Alliette Le Rolland demandait
À son fils de Boisgelin, cette nuit-là :

— Mon fils de Boisgelin, dites-moi,
Où est le mal dont vous souffrez ?

— Entre ma tête et mon cœur,
J’éprouve une douleur qui est déraisonnable.

— J’ai ici, mon fils, un remède
Qui guérira votre cœur et votre tête…

Mon fils, frappez le premier coup,
Moi, je frapperai le second, le dernier.

— Ma mère, pour le tuer, je ne le ferai pas,
Le cœur de le faire je n’aurai ;

Je n’ai pas le cœur de le tuer,
Il sourit et pleure en me regardant !

— Voici un fils à qui j’ai donné le jour
Et qui ne voudrait pas me faire un plaisir, à ma requête !

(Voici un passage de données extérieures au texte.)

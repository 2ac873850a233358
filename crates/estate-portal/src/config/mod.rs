use std::env;
use std::fmt;
use std::path::PathBuf;
use std::time::Duration;

use crate::cache::DEFAULT_MAX_ENTRIES;

/// Distinguishes runtime behavior for different deployments of the portal.
#[derive(Debug, Clone, Copy, PartialEq, Eq)]
pub enum PortalEnvironment {
    Development,
    Test,
    Production,
}

impl PortalEnvironment {
    fn from_str(value: &str) -> Self {
        match value.trim().to_ascii_lowercase().as_str() {
            "prod" | "production" => Self::Production,
            "test" | "ci" => Self::Test,
            _ => Self::Development,
        }
    }

    /// Human-oriented colored output only on developer machines.
    pub fn log_format(self) -> LogFormat {
        match self {
            Self::Development => LogFormat::Pretty,
            Self::Test | Self::Production => LogFormat::Compact,
        }
    }
}

#[derive(Debug, Clone, Copy, PartialEq, Eq)]
pub enum LogFormat {
    Pretty,
    Compact,
}

/// Top-level configuration for the portal client.
#[derive(Debug, Clone)]
pub struct PortalConfig {
    pub environment: PortalEnvironment,
    pub api: ApiConfig,
    pub storage: StorageConfig,
    pub telemetry: TelemetryConfig,
}

impl PortalConfig {
    pub fn load() -> Result<Self, ConfigError> {
        dotenvy::dotenv().ok();

        let environment = PortalEnvironment::from_str(
            &env::var("PORTAL_ENV").unwrap_or_else(|_| "development".to_string()),
        );

        let base_url = env::var("PORTAL_API_URL")
            .unwrap_or_else(|_| "http://localhost:4000/api".to_string());
        require_scheme("PORTAL_API_URL", &base_url, &["http://", "https://"])?;

        let socket_url =
            env::var("PORTAL_SOCKET_URL").unwrap_or_else(|_| "ws://localhost:4000/ws".to_string());
        require_scheme("PORTAL_SOCKET_URL", &socket_url, &["ws://", "wss://"])?;

        let timeout_secs = parse_seconds("PORTAL_HTTP_TIMEOUT_SECS", 15)?;
        let cache_ttl_secs = parse_seconds("PORTAL_CACHE_TTL_SECS", 30)?;
        let cache_max_entries = parse_count("PORTAL_CACHE_MAX_ENTRIES", DEFAULT_MAX_ENTRIES)?;

        let state_dir = env::var("PORTAL_STATE_DIR").unwrap_or_else(|_| ".estate-portal".to_string());
        let log_level = env::var("PORTAL_LOG_LEVEL").unwrap_or_else(|_| "info".to_string());

        Ok(Self {
            environment,
            api: ApiConfig {
                base_url,
                socket_url,
                timeout: Duration::from_secs(timeout_secs),
                cache_ttl: Duration::from_secs(cache_ttl_secs),
                cache_max_entries,
            },
            storage: StorageConfig {
                state_dir: PathBuf::from(state_dir),
            },
            telemetry: TelemetryConfig {
                log_level,
                format: environment.log_format(),
            },
        })
    }
}

fn require_scheme(var: &'static str, value: &str, schemes: &[&str]) -> Result<(), ConfigError> {
    let lowered = value.trim().to_ascii_lowercase();
    if schemes.iter().any(|scheme| lowered.starts_with(scheme)) {
        Ok(())
    } else {
        Err(ConfigError::InvalidUrl {
            var,
            value: value.to_string(),
        })
    }
}

fn parse_seconds(var: &'static str, default: u64) -> Result<u64, ConfigError> {
    match env::var(var) {
        Ok(raw) => raw
            .trim()
            .parse::<u64>()
            .map_err(|_| ConfigError::InvalidNumber { var }),
        Err(_) => Ok(default),
    }
}

fn parse_count(var: &'static str, default: usize) -> Result<usize, ConfigError> {
    match env::var(var) {
        Ok(raw) => match raw.trim().parse::<usize>() {
            Ok(count) if count > 0 => Ok(count),
            _ => Err(ConfigError::InvalidCount { var }),
        },
        Err(_) => Ok(default),
    }
}

/// Where the backend lives and how long its answers stay fresh.
#[derive(Debug, Clone)]
pub struct ApiConfig {
    pub base_url: String,
    pub socket_url: String,
    pub timeout: Duration,
    pub cache_ttl: Duration,
    pub cache_max_entries: usize,
}

/// Location of the persisted client-side state.
#[derive(Debug, Clone)]
pub struct StorageConfig {
    pub state_dir: PathBuf,
}

/// Tracing controls.
#[derive(Debug, Clone)]
pub struct TelemetryConfig {
    pub log_level: String,
    pub format: LogFormat,
}

#[derive(Debug)]
pub enum ConfigError {
    InvalidUrl { var: &'static str, value: String },
    InvalidNumber { var: &'static str },
    InvalidCount { var: &'static str },
}

impl fmt::Display for ConfigError {
    fn fmt(&self, f: &mut fmt::Formatter<'_>) -> fmt::Result {
        match self {
            ConfigError::InvalidUrl { var, value } => {
                write!(f, "{var} has an unsupported scheme: '{value}'")
            }
            ConfigError::InvalidNumber { var } => {
                write!(f, "{var} must be a whole number of seconds")
            }
            ConfigError::InvalidCount { var } => write!(f, "{var} must be a positive whole number"),
        }
    }
}

impl std::error::Error for ConfigError {}

#[cfg(test)]
mod tests {
    use super::*;
    use std::env;
    use std::sync::{Mutex, OnceLock};

    fn env_guard() -> &'static Mutex<()> {
        static GUARD: OnceLock<Mutex<()>> = OnceLock::new();
        GUARD.get_or_init(|| Mutex::new(()))
    }

    fn reset_env() {
        for var in [
            "PORTAL_ENV",
            "PORTAL_API_URL",
            "PORTAL_SOCKET_URL",
            "PORTAL_LOG_LEVEL",
            "PORTAL_STATE_DIR",
            "PORTAL_HTTP_TIMEOUT_SECS",
            "PORTAL_CACHE_TTL_SECS",
            "PORTAL_CACHE_MAX_ENTRIES",
        ] {
            env::remove_var(var);
        }
    }

    #[test]
    fn load_uses_defaults_when_env_missing() {
        let _lock = env_guard().lock().expect("env mutex poisoned");
        reset_env();
        let config = PortalConfig::load().expect("config loads with defaults");
        assert_eq!(config.environment, PortalEnvironment::Development);
        assert_eq!(config.api.base_url, "http://localhost:4000/api");
        assert_eq!(config.api.socket_url, "ws://localhost:4000/ws");
        assert_eq!(config.api.timeout, Duration::from_secs(15));
        assert_eq!(config.api.cache_ttl, Duration::from_secs(30));
        assert_eq!(config.api.cache_max_entries, DEFAULT_MAX_ENTRIES);
        assert_eq!(config.telemetry.format, LogFormat::Pretty);
        assert_eq!(config.storage.state_dir, PathBuf::from(".estate-portal"));
        assert_eq!(config.telemetry.log_level, "info");
    }

    #[test]
    fn rejects_non_http_api_url() {
        let _lock = env_guard().lock().expect("env mutex poisoned");
        reset_env();
        env::set_var("PORTAL_API_URL", "ftp://estates.example");
        let err = PortalConfig::load().expect_err("ftp is not a REST scheme");
        assert!(matches!(
            err,
            ConfigError::InvalidUrl {
                var: "PORTAL_API_URL",
                ..
            }
        ));
        reset_env();
    }

    #[test]
    fn rejects_malformed_timeout() {
        let _lock = env_guard().lock().expect("env mutex poisoned");
        reset_env();
        env::set_var("PORTAL_HTTP_TIMEOUT_SECS", "soon");
        let err = PortalConfig::load().expect_err("timeout must be numeric");
        assert_eq!(err.to_string(), "PORTAL_HTTP_TIMEOUT_SECS must be a whole number of seconds");
        reset_env();
    }

    #[test]
    fn production_aliases_are_recognised() {
        let _lock = env_guard().lock().expect("env mutex poisoned");
        reset_env();
        env::set_var("PORTAL_ENV", "prod");
        env::set_var("PORTAL_SOCKET_URL", "wss://estates.example/ws");
        let config = PortalConfig::load().expect("config loads");
        assert_eq!(config.environment, PortalEnvironment::Production);
        assert_eq!(config.telemetry.format, LogFormat::Compact);
        assert_eq!(config.api.socket_url, "wss://estates.example/ws");
        reset_env();
    }

    #[test]
    fn cache_capacity_must_be_positive() {
        let _lock = env_guard().lock().expect("env mutex poisoned");
        reset_env();
        env::set_var("PORTAL_CACHE_MAX_ENTRIES", "0");
        let err = PortalConfig::load().expect_err("empty cache is useless");
        assert!(matches!(
            err,
            ConfigError::InvalidCount {
                var: "PORTAL_CACHE_MAX_ENTRIES"
            }
        ));

        env::set_var("PORTAL_CACHE_MAX_ENTRIES", "64");
        let config = PortalConfig::load().expect("config loads");
        assert_eq!(config.api.cache_max_entries, 64);
        reset_env();
    }
}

— Mon frère, laisse-moi la vie,
Et je te donnerai toutes mes rentes ;

Je te donnerai toutes mes rentes,
Et j’irai au service du roi !….

III

Quand Alliette descendit,
Le sang jaillissait avec bruit de sa chaussure ;

Le sang jaillissait avec bruit de sa chaussure,
Et de son cotillon, tout autour !

Sa petite servante disait
À Alliette Le Rolland, cette nuit-là :

— Quelle nuit vous avez passée !
J’ai brûlé trois fagots,

En cherchant à faire bouillir de l’eau qui ne chauffe pas,
Comme vous l’aviez mise, (sur le feu) vous la trouverez.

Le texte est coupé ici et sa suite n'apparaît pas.